A 3-D printed rocket part blazes to life during a hot-fire test.
Image Credit: NASA/MSFC/David Olive

Things that make you say Hmmm…printing a 20,000 pound thrust rocket motor….hmmm. I am off to Best Buy to get my first 3D printer!!!! The future is really her once we can start printing parts like this at home. IF we can make rocket engines how hard can a new faucet be? In any case NASA tested the largest 3-D printed rocket engine component ever created. Aug. 22 an engine firing test generated a record 20,000 pounds of thrust. They did not build an entire engine but they did make the critical injector. This part delivers propellants to power an engine and provides the thrust necessary to send rockets to space. During the injector test, liquid oxygen and gaseous hydrogen passed through the component into a combustion chamber and produced 10 times more thrust than any injector previously fabricated using 3-D printing.

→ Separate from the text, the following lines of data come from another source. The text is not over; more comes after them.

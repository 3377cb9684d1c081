//! Cross-entity consistency checks and repairs.
//!
//! A reconciliation run fetches full collections through the
//! [`EntityGateway`], scans four relationship classes concurrently and
//! produces an [`IntegrityReport`]. A repair run takes a chosen subset of the
//! reported issues and removes the dangling references, one write per issue.
//!
//! ```text
//! run_checks ──► checkers (concurrent, read-only) ──► IntegrityReport
//!                                                          │
//! repair ◄──────────── caller picks issues ◄───────────────┘
//!   │
//!   └──► RepairExecutor ──► gateway updates ──► run_checks (verify)
//! ```
//!
//! Both runs leave an entry in the audit trail when the actor is entitled
//! to audit logging.

mod aggregator;
pub mod checks;
mod config;
mod index;
mod issue;
mod repair;

pub use aggregator::{run_all_checks, CheckOutcome, CheckResult, IntegrityReport, ReportSummary};
pub use config::{ExecutionWindow, IntegrityConfig, DEFAULT_PAGE_SIZE, DEFAULT_RECENT_EXECUTIONS};
pub use index::KeySet;
pub use issue::{Issue, IssueCategory, IssueKind};
pub use repair::{
    RepairError, RepairExecutor, RepairHandler, RepairRegistry, RepairReport, RepairResult,
    RepairStatus, RepairSummary, RoutineTeamAssignmentRepair, RoutineUserAssignmentRepair,
    UserTeamAssignmentRepair,
};

use crate::audit::{AuditAction, AuditLogger};
use crate::entitlements::Entitlements;
use crate::gateway::EntityGateway;
use crate::models::User;
use serde::{Deserialize, Serialize};
use std::sync::Arc;
use thiserror::Error;
use tracing::{info, instrument};

/// Errors raised when setting up the integrity service.
#[derive(Error, Debug)]
pub enum IntegrityError {
    #[error("Invalid integrity configuration: {0}")]
    InvalidConfig(String),
}

/// A repair run bracketed by the check runs before and after it.
#[derive(Debug, Clone, PartialEq, Eq, Serialize, Deserialize)]
pub struct RepairRun {
    pub before: IntegrityReport,
    pub repair: RepairReport,
    pub verification: IntegrityReport,
}

/// Entry point for check and repair runs.
#[derive(Debug, Clone)]
pub struct IntegrityService {
    gateway: EntityGateway,
    config: IntegrityConfig,
    executor: RepairExecutor,
    audit: AuditLogger,
}

impl IntegrityService {
    pub fn new(
        gateway: EntityGateway,
        config: IntegrityConfig,
        entitlements: Arc<Entitlements>,
    ) -> Result<Self, IntegrityError> {
        config.validate().map_err(IntegrityError::InvalidConfig)?;
        let audit = AuditLogger::new(gateway.audit_logs.clone(), entitlements);
        Ok(Self {
            executor: RepairExecutor::new(gateway.clone()),
            gateway,
            config,
            audit,
        })
    }

    /// Replaces the repair dispatch table.
    pub fn with_registry(mut self, registry: RepairRegistry) -> Self {
        self.executor = RepairExecutor::with_registry(self.gateway.clone(), registry);
        self
    }

    pub fn config(&self) -> &IntegrityConfig {
        &self.config
    }

    pub fn gateway(&self) -> &EntityGateway {
        &self.gateway
    }

    pub fn registry(&self) -> &RepairRegistry {
        self.executor.registry()
    }

    /// Runs every checker and audits the run.
    #[instrument(skip(self, actor), fields(actor = %actor.email))]
    pub async fn run_checks(&self, actor: &User) -> IntegrityReport {
        let report = run_all_checks(&self.gateway, &self.config).await;
        self.audit
            .record(
                AuditAction::IntegrityCheckRun,
                &report.summary.describe(),
                actor,
            )
            .await;
        report
    }

    /// Repairs `issues` in order and audits the run.
    #[instrument(skip(self, actor, issues), fields(actor = %actor.email, issues = issues.len()))]
    pub async fn repair(&self, actor: &User, issues: &[Issue]) -> RepairReport {
        let report = self.executor.repair(issues).await;
        self.audit
            .record(
                AuditAction::IntegrityRepairRun,
                &report.summary.describe(),
                actor,
            )
            .await;
        report
    }

    /// Checks, repairs every reported issue of the given kinds, then checks
    /// again so the caller can see what remains.
    #[instrument(skip(self, actor), fields(actor = %actor.email))]
    pub async fn repair_and_verify(&self, actor: &User, kinds: &[IssueKind]) -> RepairRun {
        let before = self.run_checks(actor).await;
        let selected: Vec<Issue> = before
            .issues()
            .filter(|issue| kinds.contains(&issue.kind()))
            .cloned()
            .collect();
        info!(selected = selected.len(), "Selected issues for repair");

        let repair = self.repair(actor, &selected).await;
        let verification = self.run_checks(actor).await;
        RepairRun {
            before,
            repair,
            verification,
        }
    }
}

“This successful test of a 3-D printed rocket injector brings NASA significantly closer to proving this innovative technology can be used to reduce the cost of flight hardware,” said Chris Singer, director of the Engineering Directorate at NASA’s Marshall Space Flight Center in Huntsville Ala.
The component was manufactured using selective laser melting. This method built up layers of nickel-chromium alloy powder to make the complex, subscale injector with its 28 elements for channeling and mixing propellants. Okay, so I won’t be going to Best Buy to get a printer tomorrow after all….sigh.I don’t think they will have the 28 element laser melting model.
“This entire effort helped us learn what it takes to build larger 3-D parts — from design, to manufacturing, to testing,” said Greg Barnett, lead engineer for the project. “This technology can be applied to any of SLS’s engines, or to rocket components being built by private industry.”
One of the keys to reducing the cost of rocket parts is minimizing the number of components. This injector had only two parts, whereas a similar injector tested earlier had 115 parts. Fewer parts require less assembly effort, which means complex parts made with 3-D printing have the potential for significant cost savings.
“We took the design of an existing injector that we already tested and modified the design so the injector could be made with a 3-D printer,” explained Brad Bullard, the propulsion engineer responsible for the injector design. “We will be able to directly compare test data for both the traditionally assembled injector and the 3-D printed injector to see if there’s any difference in performance.”

Early data from the test, conducted at pressures up to 1,400 pounds per square inch in a vacuum and at almost 6,000 degrees Fahrenheit, indicate the injector worked flawlessly. In the days to come, engineers will perform computer scans and other inspections to scrutinize the component more closely.

One important thing about this technology is it will allow missions that are far from Earth to have an infinite number if spare parts available, they would just take a 3D printer with them and print replacement parts as they are needed. Wonder when the Warp drive will arrive???